La douleur me faisait suffoquer. Pourtant, je ne devais pas relâcher mes efforts, sinon il serait perdu. Et si j’étais bien sûre d’une chose, c’est que je ne voulais pas qu’il meurt. Korg me regardait me vider de mon sang avec un air de victoire sur les lèvres. Mais ce n’était pas fini. Pas si vite. Je retirai la lame de mon ventre dans un petit cri de douleur qui le fit rire. Je me relevais avec difficulté, et je vis sur sa face de porc à quel point cela lui faisait plaisir.
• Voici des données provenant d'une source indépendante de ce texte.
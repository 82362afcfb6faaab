//! Response-time analytics.
//!
//! Validates individual calls for service, groups them by month and by
//! district, call type and priority, and computes median, mean, 90th
//! percentile and a fixed-bucket histogram. A pre-aggregated daily CSV can
//! stand in for the call records when only that is available.

pub mod aggregate;
pub mod analyzer;
pub mod daily;
pub mod distribution;
pub mod types;
pub mod utility;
J’attrapai une flèche dans mon carquois, et bandai mon arc. Je tirai. La flèche ne manqua pas sa cible. Elle l’atteignit dans sa poitrine avec un bruit mat. Il la retira. Il ne saignait même pas et je sentis le découragement m’envahir. Il s’approcha vivement de moi et je pus sentir son haleine fétide sur mon visage.

“-Tu pensais vraiment m’avoir ?” me dit-il.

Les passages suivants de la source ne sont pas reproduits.